Whereas today the term "design" is regularly understood as an adjective or a noun, its origin is as a verb. It is something one does.
The interesting and relevant being that everyone does it differently.
With the exhibition Process the centre d'innovation et de design au Grand-Hornu explore Belgian designer Benoît Deneufbourg's definition of that verb.
Born in La Louvière, Benoît Deneufbourg initially studied architecture at Le Cambre Brussels, before switching to interior architecture, graduating from ESA Brussels in 2001. The switch of focus coming, as Benoît explains, with the realisation that although studying architecture his principle focus and attention in any given project was invariably the smaller components, the details.
And why interior architecture, why not not rather product or industrial design, we asked?
"Because I still wanted a connection with the building, through the objects, and for me industrial design was too specific, but with interior design you have the tools which enable you to go in different directions, for example, furniture design, product design, architecture and that was important for me, to have something more multi-disciplinary"

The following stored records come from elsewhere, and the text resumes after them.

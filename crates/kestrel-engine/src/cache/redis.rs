//! Redis-backed cache
//!
//! The distributed cache for the pro profile. Counters use `INCR` with an
//! expiry set on the first increment, so they are correct across processes.

use super::{make_key, require_tenant, Cache, CacheError};
use async_trait::async_trait;
use redis::aio::ConnectionManager;
use redis::AsyncCommands;
use std::time::Duration;

/// Redis cache client. `ConnectionManager` reconnects on failure and is
/// cheap to clone per operation.
pub struct RedisCache {
    conn: ConnectionManager,
}

impl RedisCache {
    /// Connect to Redis. `addr` is `host:port`.
    pub async fn new(addr: &str, password: &str, db: i64) -> Result<Self, CacheError> {
        let url = if password.is_empty() {
            format!("redis://{addr}/{db}")
        } else {
            format!("redis://:{password}@{addr}/{db}")
        };

        let client = redis::Client::open(url)?;
        let conn = ConnectionManager::new(client).await?;

        Ok(Self { conn })
    }
}

#[async_trait]
impl Cache for RedisCache {
    async fn get(&self, tenant_id: &str, key: &str) -> Result<Option<Vec<u8>>, CacheError> {
        require_tenant(tenant_id)?;
        let mut conn = self.conn.clone();

        let value: Option<Vec<u8>> = conn.get(make_key(tenant_id, key)).await?;
        Ok(value)
    }

    async fn set(
        &self,
        tenant_id: &str,
        key: &str,
        value: Vec<u8>,
        ttl: Duration,
    ) -> Result<(), CacheError> {
        require_tenant(tenant_id)?;
        let mut conn = self.conn.clone();

        let ttl_secs = ttl.as_secs().max(1);
        let _: () = conn
            .set_ex(make_key(tenant_id, key), value, ttl_secs)
            .await?;
        Ok(())
    }

    async fn delete(&self, tenant_id: &str, key: &str) -> Result<(), CacheError> {
        require_tenant(tenant_id)?;
        let mut conn = self.conn.clone();

        let _: () = conn.del(make_key(tenant_id, key)).await?;
        Ok(())
    }

    async fn increment_counter(
        &self,
        tenant_id: &str,
        key: &str,
        window: Duration,
    ) -> Result<i64, CacheError> {
        require_tenant(tenant_id)?;
        let mut conn = self.conn.clone();
        let full_key = make_key(tenant_id, &format!("counter:{key}"));

        let count: i64 = conn.incr(&full_key, 1).await?;
        if count == 1 {
            // First increment opens the window
            let _: bool = conn
                .expire(&full_key, window.as_secs().max(1) as i64)
                .await?;
        }

        Ok(count)
    }

    async fn ping(&self) -> Result<(), CacheError> {
        let mut conn = self.conn.clone();
        let _: String = redis::cmd("PING").query_async(&mut conn).await?;
        Ok(())
    }

    async fn close(&self) -> Result<(), CacheError> {
        // ConnectionManager has no explicit shutdown; dropping closes sockets
        Ok(())
    }
}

And with that very motivation Benoît established his own studio in Brussels in 2004, and from where he has realised numerous interior design, scenography, product design and furniture design projects, the latter two arguably being that for which he is (popularly) best known, and in which context Benoît Deneufbourg has established a portfolio of products with manufacturers as varied as Cruso, Normann Copenhagen, Interni Editions or Another Country.

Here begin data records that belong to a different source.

//! SQLite repository
//!
//! The community-profile backend: embedded, zero-dependency, WAL-mode.

use crate::error::require_tenant;
use crate::queries;
use crate::schema::SQLITE_SCHEMAS;
use crate::traits::Repository;
use crate::{RepositoryConfig, RepositoryError, RepositoryResult};
use async_trait::async_trait;
use chrono::{DateTime, Utc};
use kestrel_core::domain::{
    Evaluation, EvaluationMetadata, EvaluationStatus, RuleConfig, Transaction, Typology,
};
use sqlx::sqlite::{SqliteConnectOptions, SqliteJournalMode, SqlitePool, SqlitePoolOptions};
use sqlx::Row;
use std::time::Duration;

/// SQLite-backed repository.
pub struct SqliteRepository {
    pool: SqlitePool,
}

impl SqliteRepository {
    /// Open (creating if missing) and migrate the database at
    /// `config.sqlite_path`.
    pub async fn new(config: &RepositoryConfig) -> RepositoryResult<Self> {
        let options = SqliteConnectOptions::new()
            .filename(&config.sqlite_path)
            .create_if_missing(true)
            .journal_mode(SqliteJournalMode::Wal)
            .busy_timeout(Duration::from_secs(5))
            .foreign_keys(true);

        let pool = SqlitePoolOptions::new()
            .max_connections(config.max_connections.max(1))
            .connect_with(options)
            .await?;

        let repo = Self { pool };
        repo.migrate().await?;
        Ok(repo)
    }

    async fn migrate(&self) -> RepositoryResult<()> {
        for schema in SQLITE_SCHEMAS {
            sqlx::raw_sql(schema).execute(&self.pool).await?;
        }
        Ok(())
    }
}

#[async_trait]
impl Repository for SqliteRepository {
    async fn save_transaction(&self, tenant_id: &str, tx: &Transaction) -> RepositoryResult<()> {
        require_tenant(tenant_id)?;

        let metadata = tx
            .metadata
            .as_ref()
            .map(serde_json::to_string)
            .transpose()?;

        sqlx::query(queries::INSERT_TRANSACTION)
            .bind(&tx.id)
            .bind(tenant_id)
            .bind(&tx.tx_type)
            .bind(&tx.debtor_id)
            .bind(&tx.debtor_account_id)
            .bind(&tx.creditor_id)
            .bind(&tx.creditor_account_id)
            .bind(tx.amount)
            .bind(&tx.currency)
            .bind(tx.timestamp)
            .bind(tx.created_at)
            .bind(metadata)
            .execute(&self.pool)
            .await?;

        Ok(())
    }

    async fn get_transaction(
        &self,
        tenant_id: &str,
        tx_id: &str,
    ) -> RepositoryResult<Transaction> {
        require_tenant(tenant_id)?;

        let row = sqlx::query(queries::SELECT_TRANSACTION)
            .bind(tenant_id)
            .bind(tx_id)
            .fetch_optional(&self.pool)
            .await?
            .ok_or(RepositoryError::NotFound)?;

        let metadata: Option<String> = row.try_get("metadata")?;

        Ok(Transaction {
            id: row.try_get("id")?,
            tenant_id: row.try_get("tenant_id")?,
            tx_type: row.try_get("type")?,
            debtor_id: row.try_get("debtor_id")?,
            debtor_account_id: row.try_get("debtor_account_id")?,
            creditor_id: row.try_get("creditor_id")?,
            creditor_account_id: row.try_get("creditor_account_id")?,
            amount: row.try_get("amount")?,
            currency: row.try_get("currency")?,
            timestamp: row.try_get("timestamp")?,
            created_at: row.try_get("created_at")?,
            metadata: metadata.map(|m| serde_json::from_str(&m)).transpose()?,
        })
    }

    async fn count_transactions_by_entity(
        &self,
        tenant_id: &str,
        entity_id: &str,
        since: DateTime<Utc>,
    ) -> RepositoryResult<i64> {
        require_tenant(tenant_id)?;

        let row = sqlx::query(queries::COUNT_TRANSACTIONS_BY_ENTITY)
            .bind(tenant_id)
            .bind(entity_id)
            .bind(entity_id)
            .bind(since)
            .fetch_one(&self.pool)
            .await?;

        Ok(row.try_get(0)?)
    }

    async fn save_rule_config(&self, tenant_id: &str, rule: &RuleConfig) -> RepositoryResult<()> {
        require_tenant(tenant_id)?;

        let bands = serde_json::to_string(&rule.bands)?;
        let now = Utc::now();

        sqlx::query(queries::UPSERT_RULE_CONFIG)
            .bind(&rule.id)
            .bind(tenant_id)
            .bind(&rule.name)
            .bind(&rule.description)
            .bind(&rule.version)
            .bind(&rule.expression)
            .bind(bands)
            .bind(rule.weight)
            .bind(i64::from(rule.enabled))
            .bind(now)
            .bind(now)
            .execute(&self.pool)
            .await?;

        Ok(())
    }

    async fn get_rule_config(
        &self,
        tenant_id: &str,
        rule_id: &str,
    ) -> RepositoryResult<RuleConfig> {
        require_tenant(tenant_id)?;

        let row = sqlx::query(queries::SELECT_RULE_CONFIG)
            .bind(tenant_id)
            .bind(rule_id)
            .fetch_optional(&self.pool)
            .await?
            .ok_or(RepositoryError::NotFound)?;

        rule_config_from_row(&row)
    }

    async fn list_rule_configs(&self, tenant_id: &str) -> RepositoryResult<Vec<RuleConfig>> {
        require_tenant(tenant_id)?;

        let rows = sqlx::query(queries::LIST_RULE_CONFIGS)
            .bind(tenant_id)
            .fetch_all(&self.pool)
            .await?;

        rows.iter().map(rule_config_from_row).collect()
    }

    async fn save_evaluation(&self, tenant_id: &str, eval: &Evaluation) -> RepositoryResult<()> {
        require_tenant(tenant_id)?;

        sqlx::query(queries::INSERT_EVALUATION)
            .bind(&eval.id)
            .bind(tenant_id)
            .bind(&eval.tx_id)
            .bind(eval.status.to_string())
            .bind(eval.score)
            .bind(eval.timestamp)
            .bind(serde_json::to_string(&eval.rule_results)?)
            .bind(serde_json::to_string(&eval.typology_results)?)
            .bind(serde_json::to_string(&eval.metadata)?)
            .execute(&self.pool)
            .await?;

        Ok(())
    }

    async fn get_evaluation(
        &self,
        tenant_id: &str,
        eval_id: &str,
    ) -> RepositoryResult<Evaluation> {
        require_tenant(tenant_id)?;

        let row = sqlx::query(queries::SELECT_EVALUATION)
            .bind(tenant_id)
            .bind(eval_id)
            .fetch_optional(&self.pool)
            .await?
            .ok_or(RepositoryError::NotFound)?;

        let status: String = row.try_get("status")?;
        let rule_results: String = row.try_get("rule_results")?;
        let typology_results: Option<String> = row.try_get("typology_results")?;
        let metadata: String = row.try_get("metadata")?;

        Ok(Evaluation {
            id: row.try_get("id")?,
            tenant_id: row.try_get("tenant_id")?,
            tx_id: row.try_get("tx_id")?,
            status: status_from_str(&status),
            score: row.try_get("score")?,
            timestamp: row.try_get("timestamp")?,
            rule_results: serde_json::from_str(&rule_results)?,
            typology_results: typology_results
                .map(|t| serde_json::from_str(&t))
                .transpose()?
                .unwrap_or_default(),
            metadata: serde_json::from_str::<EvaluationMetadata>(&metadata)?,
        })
    }

    async fn save_typology(&self, tenant_id: &str, typology: &Typology) -> RepositoryResult<()> {
        require_tenant(tenant_id)?;

        let rules = serde_json::to_string(&typology.rules)?;
        let now = Utc::now();

        sqlx::query(queries::UPSERT_TYPOLOGY)
            .bind(&typology.id)
            .bind(tenant_id)
            .bind(&typology.name)
            .bind(&typology.description)
            .bind(&typology.version)
            .bind(rules)
            .bind(typology.alert_threshold)
            .bind(i64::from(typology.enabled))
            .bind(now)
            .bind(now)
            .execute(&self.pool)
            .await?;

        Ok(())
    }

    async fn get_typology(&self, tenant_id: &str, typology_id: &str) -> RepositoryResult<Typology> {
        require_tenant(tenant_id)?;

        let row = sqlx::query(queries::SELECT_TYPOLOGY)
            .bind(tenant_id)
            .bind(typology_id)
            .fetch_optional(&self.pool)
            .await?
            .ok_or(RepositoryError::NotFound)?;

        typology_from_row(&row)
    }

    async fn list_typologies(&self, tenant_id: &str) -> RepositoryResult<Vec<Typology>> {
        require_tenant(tenant_id)?;

        let rows = sqlx::query(queries::LIST_TYPOLOGIES)
            .bind(tenant_id)
            .fetch_all(&self.pool)
            .await?;

        rows.iter().map(typology_from_row).collect()
    }

    async fn delete_typology(&self, tenant_id: &str, typology_id: &str) -> RepositoryResult<()> {
        require_tenant(tenant_id)?;

        let result = sqlx::query(queries::DISABLE_TYPOLOGY)
            .bind(Utc::now())
            .bind(tenant_id)
            .bind(typology_id)
            .execute(&self.pool)
            .await?;

        if result.rows_affected() == 0 {
            return Err(RepositoryError::NotFound);
        }

        Ok(())
    }

    async fn ping(&self) -> RepositoryResult<()> {
        sqlx::query("SELECT 1").execute(&self.pool).await?;
        Ok(())
    }

    async fn close(&self) -> RepositoryResult<()> {
        self.pool.close().await;
        Ok(())
    }
}

fn rule_config_from_row(row: &sqlx::sqlite::SqliteRow) -> RepositoryResult<RuleConfig> {
    let bands: String = row.try_get("bands")?;
    let description: Option<String> = row.try_get("description")?;
    let enabled: i64 = row.try_get("enabled")?;

    Ok(RuleConfig {
        id: row.try_get("id")?,
        tenant_id: row.try_get("tenant_id")?,
        name: row.try_get("name")?,
        description: description.unwrap_or_default(),
        version: row.try_get("version")?,
        expression: row.try_get("expression")?,
        bands: serde_json::from_str(&bands)?,
        weight: row.try_get("weight")?,
        enabled: enabled == 1,
    })
}

fn typology_from_row(row: &sqlx::sqlite::SqliteRow) -> RepositoryResult<Typology> {
    let rules: String = row.try_get("rules")?;
    let description: Option<String> = row.try_get("description")?;
    let enabled: i64 = row.try_get("enabled")?;

    Ok(Typology {
        id: row.try_get("id")?,
        tenant_id: row.try_get("tenant_id")?,
        name: row.try_get("name")?,
        description: description.unwrap_or_default(),
        version: row.try_get("version")?,
        rules: serde_json::from_str(&rules)?,
        alert_threshold: row.try_get("alert_threshold")?,
        enabled: enabled == 1,
        created_at: row.try_get("created_at")?,
        updated_at: row.try_get("updated_at")?,
    })
}

pub(crate) fn status_from_str(status: &str) -> EvaluationStatus {
    match status {
        "ALRT" => EvaluationStatus::Alert,
        _ => EvaluationStatus::NoAlert,
    }
}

Our first introduction to Benoît Deneufbourg was through his Paddle Chair for Belgian manufacturer Cruso, a product which, if we recall correctly we first saw in Milan at a Belgian design showcase, that may not be true, but that is how we remember it, what is beyond question is that we first really got to grips with Paddle Chair in the canteen at MAD Brussels. We were supposed to be doing something else, got sidetracked by the Paddle Chair.

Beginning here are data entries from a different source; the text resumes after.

//! Actor state primitives
//!
//! Состояние — один behavioral mode актора (idle, attack, grab, dead...).
//! Контракт трёхфазный: state_enter / state_update + state_fixed_update /
//! state_exit. Вместо цепочки наследования (как ActorStateWithDuration в
//! движковых тулкитах) — композиция: StateCommon для анимационной базы,
//! StateDuration для time-boxed состояний.

use std::any::Any;

use bevy::prelude::*;

use crate::animation::{AnimHandle, AnimationCrossFade};
use crate::components::MovementCommand;
use crate::input::InputSnapshot;
use crate::scheduler::DeferredActions;

/// Stable index состояния внутри одной машины.
///
/// Wiring между состояниями делается на этапе сборки (StateMachineBuilder),
/// без runtime-поиска по типам.
#[derive(Debug, Clone, Copy, PartialEq, Eq, Hash)]
pub struct StateId(pub usize);

/// Per-predecessor override анимационного перехода:
/// входя из `from`, играем `animation` вместо дефолтной.
#[derive(Debug, Clone)]
pub struct TransitionOverride {
    pub from: StateId,
    pub animation: AnimHandle,
    pub blend_time: f32,
}

/// Exit-анимация: проигрывается при выходе из состояния, и пока она идёт
/// (duration + extra_wait) следующее состояние не активируется.
#[derive(Debug, Clone)]
pub struct ExitAnimation {
    pub animation: AnimHandle,
    pub blend_time: f32,
    pub duration: f32,
    pub extra_wait: f32,
}

/// Декларативная часть состояния: анимации, теги, exit-поведение.
#[derive(Debug, Clone, Default)]
pub struct StateSpec {
    /// Дефолтный animation state (None = вход без cross-fade)
    pub animation: Option<AnimHandle>,
    pub animation_blend_time: f32,
    /// Overrides по предшественнику; первый совпавший выигрывает
    /// (порядок объявления)
    pub transitions: Vec<TransitionOverride>,
    pub exit_animation: Option<ExitAnimation>,
    /// Вход в это состояние игнорирует exit-анимацию предыдущего
    pub skip_previous_exit_animation: bool,
    /// Теги для lookup по имени (неуникальные между состояниями)
    pub tags: Vec<&'static str>,
}

pub const DEFAULT_BLEND_TIME: f32 = 0.25;

impl StateSpec {
    pub fn new() -> Self {
        Self {
            animation: None,
            animation_blend_time: DEFAULT_BLEND_TIME,
            transitions: Vec::new(),
            exit_animation: None,
            skip_previous_exit_animation: false,
            tags: Vec::new(),
        }
    }

    pub fn with_animation(mut self, animation: AnimHandle) -> Self {
        self.animation = Some(animation);
        self
    }

    pub fn with_blend_time(mut self, blend_time: f32) -> Self {
        self.animation_blend_time = blend_time;
        self
    }

    pub fn with_transition(mut self, from: StateId, animation: AnimHandle, blend_time: f32) -> Self {
        self.transitions.push(TransitionOverride {
            from,
            animation,
            blend_time,
        });
        self
    }

    pub fn with_exit_animation(mut self, exit: ExitAnimation) -> Self {
        self.exit_animation = Some(exit);
        self
    }

    pub fn skip_previous_exit(mut self) -> Self {
        self.skip_previous_exit_animation = true;
        self
    }

    pub fn with_tag(mut self, tag: &'static str) -> Self {
        self.tags.push(tag);
        self
    }

    /// Есть ли exit-анимация которую нужно ждать (duration > 0)
    pub fn has_exit_animation(&self) -> bool {
        self.exit_animation
            .as_ref()
            .map(|e| e.duration > 0.0)
            .unwrap_or(false)
    }

    /// Полное время ожидания перед активацией следующего состояния
    pub fn exit_wait(&self) -> f32 {
        self.exit_animation
            .as_ref()
            .map(|e| e.duration + e.extra_wait)
            .unwrap_or(0.0)
    }
}

/// Per-tick view машины, передаётся в хуки состояний.
///
/// Запросы перехода из хуков идут сюда (set_state), контроллер забирает
/// их после вызова — это и даёт one-tick deferral для запросов из
/// state_enter.
pub struct StateContext<'a> {
    pub actor: Entity,
    /// Scaled delta текущего logic tick
    pub delta: f32,
    pub input: &'a InputSnapshot,
    pub movement: &'a mut MovementCommand,
    pub deferred: &'a mut DeferredActions,
    animations: &'a mut Vec<AnimationCrossFade>,
    attack_triggers: &'a mut Vec<Entity>,
    requested: Option<StateId>,
}

impl<'a> StateContext<'a> {
    pub fn new(
        actor: Entity,
        delta: f32,
        input: &'a InputSnapshot,
        movement: &'a mut MovementCommand,
        deferred: &'a mut DeferredActions,
        animations: &'a mut Vec<AnimationCrossFade>,
        attack_triggers: &'a mut Vec<Entity>,
    ) -> Self {
        Self {
            actor,
            delta,
            input,
            movement,
            deferred,
            animations,
            attack_triggers,
            requested: None,
        }
    }

    /// Запрос перехода; последующий вызов перезаписывает предыдущий
    /// (last write wins)
    pub fn set_state(&mut self, state: StateId) {
        self.requested = Some(state);
    }

    /// Fire-and-forget cross-fade команда для engine layer
    pub fn cross_fade(&mut self, state: AnimHandle, blend_time: f32) {
        self.animations.push(AnimationCrossFade {
            actor: self.actor,
            state,
            blend_time,
        });
    }

    /// Запустить attack-компонент (entity атаки, см. combat)
    pub fn trigger_attack(&mut self, attack: Entity) {
        self.attack_triggers.push(attack);
    }

    pub(crate) fn take_request(&mut self) -> Option<StateId> {
        self.requested.take()
    }
}

/// База состояния: выбор анимации на входе, blend-таймер, exit-анимация.
///
/// Конкретные состояния держат StateCommon полем и зовут его из своих
/// хуков (аналог вызова base.StateEnter и т.п.).
#[derive(Debug, Clone)]
pub struct StateCommon {
    spec: StateSpec,
    transition_time: f32,
}

impl StateCommon {
    pub fn new(spec: StateSpec) -> Self {
        Self {
            spec,
            transition_time: 0.0,
        }
    }

    pub fn spec(&self) -> &StateSpec {
        &self.spec
    }

    /// Блендинг входной анимации завершён
    pub fn transition_finished(&self) -> bool {
        self.transition_time <= 0.0
    }

    /// Выбор входной анимации: сначала exact match предшественника в
    /// overrides (первый выигрывает), иначе дефолтная, иначе ничего.
    pub fn enter(&mut self, ctx: &mut StateContext, from: Option<StateId>) {
        let mut selected = None;
        if let Some(from) = from {
            for t in &self.spec.transitions {
                if t.from == from {
                    selected = Some((t.animation, t.blend_time));
                    break;
                }
            }
        }

        if selected.is_none() {
            selected = self
                .spec
                .animation
                .map(|a| (a, self.spec.animation_blend_time));
        }

        if let Some((animation, blend_time)) = selected {
            ctx.cross_fade(animation, blend_time);
            self.transition_time = blend_time;
        }
    }

    pub fn update(&mut self, ctx: &StateContext) {
        if self.transition_time > 0.0 {
            self.transition_time -= ctx.delta;
        }
    }

    pub fn exit(&mut self, ctx: &mut StateContext) {
        if let Some(exit) = &self.spec.exit_animation {
            if exit.duration > 0.0 {
                ctx.cross_fade(exit.animation, exit.blend_time);
            }
        }
    }
}

/// Контракт состояния. Дефолтные тела делегируют в StateCommon, так что
/// тривиальное состояние реализует только common()/common_mut()/name().
///
/// Any в supertrait'ах — для downcast'а через машину (настройка состояния
/// найденного по тегу, например impulse для knockback).
pub trait ActorState: Any + Send + Sync {
    fn name(&self) -> &'static str;

    fn common(&self) -> &StateCommon;

    fn common_mut(&mut self) -> &mut StateCommon;

    fn state_enter(&mut self, ctx: &mut StateContext, from: Option<StateId>) {
        self.common_mut().enter(ctx, from);
    }

    fn state_update(&mut self, ctx: &mut StateContext) {
        self.common_mut().update(ctx);
    }

    fn state_fixed_update(&mut self, _ctx: &mut StateContext) {}

    fn state_exit(&mut self, ctx: &mut StateContext, _into: StateId) {
        self.common_mut().exit(ctx);
    }
}

/// Time-box helper для состояний с фиксированной длительностью
/// (attack, reload, grab). fire ровно один раз за активацию.
#[derive(Debug, Clone)]
pub struct StateDuration {
    pub duration: f32,
    elapsed: f32,
    finished: bool,
}

impl StateDuration {
    pub fn new(duration: f32) -> Self {
        Self {
            duration,
            elapsed: 0.0,
            finished: false,
        }
    }

    /// Вызывается из state_enter
    pub fn reset(&mut self) {
        self.elapsed = 0.0;
        self.finished = false;
    }

    /// true ровно один раз — когда elapsed переваливает за duration
    pub fn tick(&mut self, delta: f32) -> bool {
        self.elapsed += delta;
        if self.elapsed > self.duration && !self.finished {
            self.finished = true;
            return true;
        }
        false
    }

    pub fn elapsed(&self) -> f32 {
        self.elapsed
    }
}

#[cfg(test)]
mod tests {
    use super::*;

    #[test]
    fn test_state_duration_fires_once() {
        let mut duration = StateDuration::new(1.0);

        assert!(!duration.tick(0.5));
        assert!(!duration.tick(0.5)); // ровно 1.0 — ещё не перевалили
        assert!(duration.tick(0.1));
        assert!(!duration.tick(10.0)); // уже finished

        duration.reset();
        assert!(!duration.tick(0.5));
        assert!(duration.tick(0.6));
    }

    #[test]
    fn test_spec_exit_wait() {
        let spec = StateSpec::new();
        assert!(!spec.has_exit_animation());
        assert_eq!(spec.exit_wait(), 0.0);

        let spec = StateSpec::new().with_exit_animation(ExitAnimation {
            animation: AnimHandle::from_name("Exit"),
            blend_time: 0.1,
            duration: 0.4,
            extra_wait: 0.2,
        });
        assert!(spec.has_exit_animation());
        assert!((spec.exit_wait() - 0.6).abs() < f32::EPSILON);
    }

    #[test]
    fn test_exit_animation_zero_duration_not_waited() {
        let spec = StateSpec::new().with_exit_animation(ExitAnimation {
            animation: AnimHandle::from_name("Exit"),
            blend_time: 0.1,
            duration: 0.0,
            extra_wait: 0.0,
        });
        assert!(!spec.has_exit_animation());
    }
}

There are numerous types of design exhibition, including, amongst others, monographic biographies of designers, those which take a historical perspective, more conceptual formats or those which explain the mechanics of design. Process is, as the name cleverly implies very much the latter, whereby despite focusing entirely on Benoît Deneufbourg he is in many regards but a conduit, a medium through which design is explored.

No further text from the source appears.